Existe una amplia gama de indicadores destinados a medir el bienestar del que gozan las sociedades: el PIB, el PIB per capita, la esperanza de vida, la salud en general, indicadores antropométricos, educativos, cognitivos, etc. Sin embargo, hoy quiero discutir una medida de bienestar de las naciones muy controversial, pero a todas luces relevante para la convivencia armónica y el bienestar; y que puede enriquecer el análisis de cómo mejorar el bienestar de los mexicanos: la proporción de hombres de bien en una sociedad.

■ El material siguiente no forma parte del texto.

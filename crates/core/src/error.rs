//! 에러 타입 -- 도메인별 에러 정의

/// botstat 최상위 에러 타입
#[derive(Debug, thiserror::Error)]
pub enum BotstatError {
    /// 설정 관련 에러
    #[error("config error: {0}")]
    Config(#[from] ConfigError),

    /// 파이프라인 처리 에러
    #[error("pipeline error: {0}")]
    Pipeline(#[from] PipelineError),

    /// 파싱 에러
    #[error("parse error: {0}")]
    Parse(#[from] ParseError),

    /// I/O 에러
    #[error("io error: {0}")]
    Io(#[from] std::io::Error),
}

/// 설정 관련 에러
#[derive(Debug, thiserror::Error)]
pub enum ConfigError {
    /// 설정 파일을 찾을 수 없음
    #[error("config file not found: {path}")]
    FileNotFound { path: String },

    /// 설정 파싱 실패
    #[error("failed to parse config: {reason}")]
    ParseFailed { reason: String },

    /// 유효하지 않은 설정 값
    #[error("invalid config value for '{field}': {reason}")]
    InvalidValue { field: String, reason: String },
}

/// 파이프라인 처리 에러
///
/// 실행 전체를 중단시키는 치명적 상황을 나타냅니다.
#[derive(Debug, thiserror::Error)]
pub enum PipelineError {
    /// 파이프라인 초기화 실패 (포맷 컴파일, 접근 로그 탐지 등)
    #[error("pipeline init failed: {0}")]
    InitFailed(String),

    /// 로그 스트림 처리 실패
    #[error("ingest failed: {0}")]
    Ingest(String),
}

/// 파싱 에러
#[derive(Debug, thiserror::Error)]
pub enum ParseError {
    /// 지원하지 않는 형식
    #[error("unsupported format: {0}")]
    UnsupportedFormat(String),

    /// 라인이 포맷과 일치하지 않음
    #[error("line does not match format '{format}'")]
    NoMatch { format: String },

    /// 필드 값 파싱 실패
    #[error("invalid value for field '{field}': {reason}")]
    InvalidField { field: String, reason: String },
}

#[cfg(test)]
mod tests {
    use super::*;

    #[test]
    fn config_error_converts_to_top_level() {
        let err: BotstatError = ConfigError::FileNotFound {
            path: "/etc/botstat.toml".to_owned(),
        }
        .into();
        assert!(matches!(err, BotstatError::Config(_)));
        assert!(err.to_string().contains("/etc/botstat.toml"));
    }

    #[test]
    fn parse_error_display_names_field() {
        let err = ParseError::InvalidField {
            field: "status".to_owned(),
            reason: "not a number".to_owned(),
        };
        let msg = err.to_string();
        assert!(msg.contains("status"));
        assert!(msg.contains("not a number"));
    }

    #[test]
    fn io_error_converts_to_top_level() {
        let io = std::io::Error::new(std::io::ErrorKind::NotFound, "gone");
        let err: BotstatError = io.into();
        assert!(matches!(err, BotstatError::Io(_)));
    }
}
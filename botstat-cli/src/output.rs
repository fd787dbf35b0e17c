//! Output formatting abstraction for text vs JSON rendering
//!
//! All subcommand output flows through [`OutputWriter`] which handles format switching.
//! This keeps format-specific logic out of command handlers entirely.

use std::io::Write;

use serde::Serialize;

use crate::cli::OutputFormat;
use crate::error::CliError;

/// Abstraction for writing CLI output in different formats.
///
/// Subcommand handlers call `writer.render(&payload)` where `payload`
/// implements both `Serialize` (for JSON) and `Render` (for text).
pub struct OutputWriter {
    format: OutputFormat,
}

impl OutputWriter {
    pub fn new(format: OutputFormat) -> Self {
        Self { format }
    }

    /// Render a payload to stdout.
    pub fn render<T: Render + Serialize>(&self, payload: &T) -> Result<(), CliError> {
        let stdout = std::io::stdout();
        let mut handle = stdout.lock();
        self.render_to(payload, &mut handle)
    }

    /// Render a payload to any writer.
    ///
    /// For `Text` format, delegates to `Render::render_text()`.
    /// For `Json` format, serialises via `serde_json`.
    pub fn render_to<T: Render + Serialize>(
        &self,
        payload: &T,
        w: &mut dyn Write,
    ) -> Result<(), CliError> {
        match self.format {
            OutputFormat::Text => {
                payload.render_text(w)?;
            }
            OutputFormat::Json => {
                serde_json::to_writer_pretty(&mut *w, payload)?;
                writeln!(w)?;
            }
        }
        Ok(())
    }
}

/// Trait for human-readable text rendering.
///
/// Implemented by every CLI output payload alongside `serde::Serialize`.
pub trait Render {
    fn render_text(&self, w: &mut dyn Write) -> std::io::Result<()>;
}
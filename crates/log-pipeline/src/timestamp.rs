//! 타임스탬프 문자열에서 날짜 추출
//!
//! 집계와 날짜 탐색은 날짜 단위로만 비교하므로 시각과 시간대는 무시합니다.
//! 다음 형태를 문자열 어디에서든 찾아냅니다:
//! - `2018/06/25`, `2018-06-25`, `2018.06.25` (ISO 8601 포함)
//! - `25/Jun/2018`, `25 Jun 2018`, `25-June-2018` (nginx `$time_local`, Apache `%t`)

use std::sync::OnceLock;

use chrono::NaiveDate;
use regex::Regex;

fn year_first() -> &'static Regex {
    static RE: OnceLock<Regex> = OnceLock::new();
    RE.get_or_init(|| {
        Regex::new(r"(\d{4})[-/.](\d{1,2})[-/.](\d{1,2})").expect("valid year-first date regex")
    })
}

fn day_first() -> &'static Regex {
    static RE: OnceLock<Regex> = OnceLock::new();
    RE.get_or_init(|| {
        Regex::new(r"(?i)(\d{1,2})[/ -]([a-z]{3})[a-z]*[/ -](\d{4})")
            .expect("valid day-first date regex")
    })
}

/// 타임스탬프에서 날짜를 추출합니다. 찾을 수 없으면 `None`을 반환합니다.
pub fn parse_date(text: &str) -> Option<NaiveDate> {
    let text = text.trim().trim_start_matches('[').trim_end_matches(']');

    if let Some(caps) = year_first().captures(text) {
        let year = caps[1].parse().ok()?;
        let month = caps[2].parse().ok()?;
        let day = caps[3].parse().ok()?;
        if let Some(date) = NaiveDate::from_ymd_opt(year, month, day) {
            return Some(date);
        }
    }

    let caps = day_first().captures(text)?;
    let day = caps[1].parse().ok()?;
    let month = month_number(&caps[2])?;
    let year = caps[3].parse().ok()?;
    NaiveDate::from_ymd_opt(year, month, day)
}

fn month_number(name: &str) -> Option<u32> {
    const MONTHS: [&str; 12] = [
        "jan", "feb", "mar", "apr", "may", "jun", "jul", "aug", "sep", "oct", "nov", "dec",
    ];
    let name = name.to_ascii_lowercase();
    MONTHS
        .iter()
        .position(|m| *m == name)
        .and_then(|idx| u32::try_from(idx + 1).ok())
}

#[cfg(test)]
mod tests {
    use super::*;

    fn date(y: i32, m: u32, d: u32) -> NaiveDate {
        NaiveDate::from_ymd_opt(y, m, d).unwrap()
    }

    #[test]
    fn nginx_time_local() {
        assert_eq!(parse_date("25/Jun/2018:14:06:24 +0000"), Some(date(2018, 6, 25)));
    }

    #[test]
    fn apache_bracketed() {
        assert_eq!(parse_date("[26/jun/2018:01:02:03 +0200]"), Some(date(2018, 6, 26)));
    }

    #[test]
    fn year_first_separators() {
        assert_eq!(parse_date("2018/09/01 12:09:09"), Some(date(2018, 9, 1)));
        assert_eq!(parse_date("2018-03-21"), Some(date(2018, 3, 21)));
        assert_eq!(parse_date("2018.3.2"), Some(date(2018, 3, 2)));
    }

    #[test]
    fn iso8601() {
        assert_eq!(
            parse_date("2018-06-27T23:59:59+03:00"),
            Some(date(2018, 6, 27))
        );
    }

    #[test]
    fn full_month_name() {
        assert_eq!(parse_date("21 March 2018"), Some(date(2018, 3, 21)));
    }

    #[test]
    fn invalid_dates() {
        assert_eq!(parse_date(""), None);
        assert_eq!(parse_date("yesterday"), None);
        assert_eq!(parse_date("2018/13/40"), None);
        assert_eq!(parse_date("31/Feb/2018"), None);
        assert_eq!(parse_date("01/Foo/2018"), None);
    }
}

El término tiene un carácter eminentemente moralista, que puede opacar la relevancia de su medición e incluso convertirla en un dilema ético. Y es que ¿cómo definir el término "hombre de bien"? Lo que es más grave, ¿cómo excluir a alguien de pertenecer a esa categoría, bajo qué argumento, con qué evidencia? Más aún, ¿por qué constreñirse específicamente a un género? En lo que sigue de este texto, trataré de justificarme.
Con el término "hombre de bien" trato de englobar cuatro características en el varón que, a nivel agregado, conducen a una mejor convivencia social:
1)El ejercicio de labores productivas y honestas en la sociedad.
2)El repudio y combate a la corrupción y delincuencia socialmente reconocidas.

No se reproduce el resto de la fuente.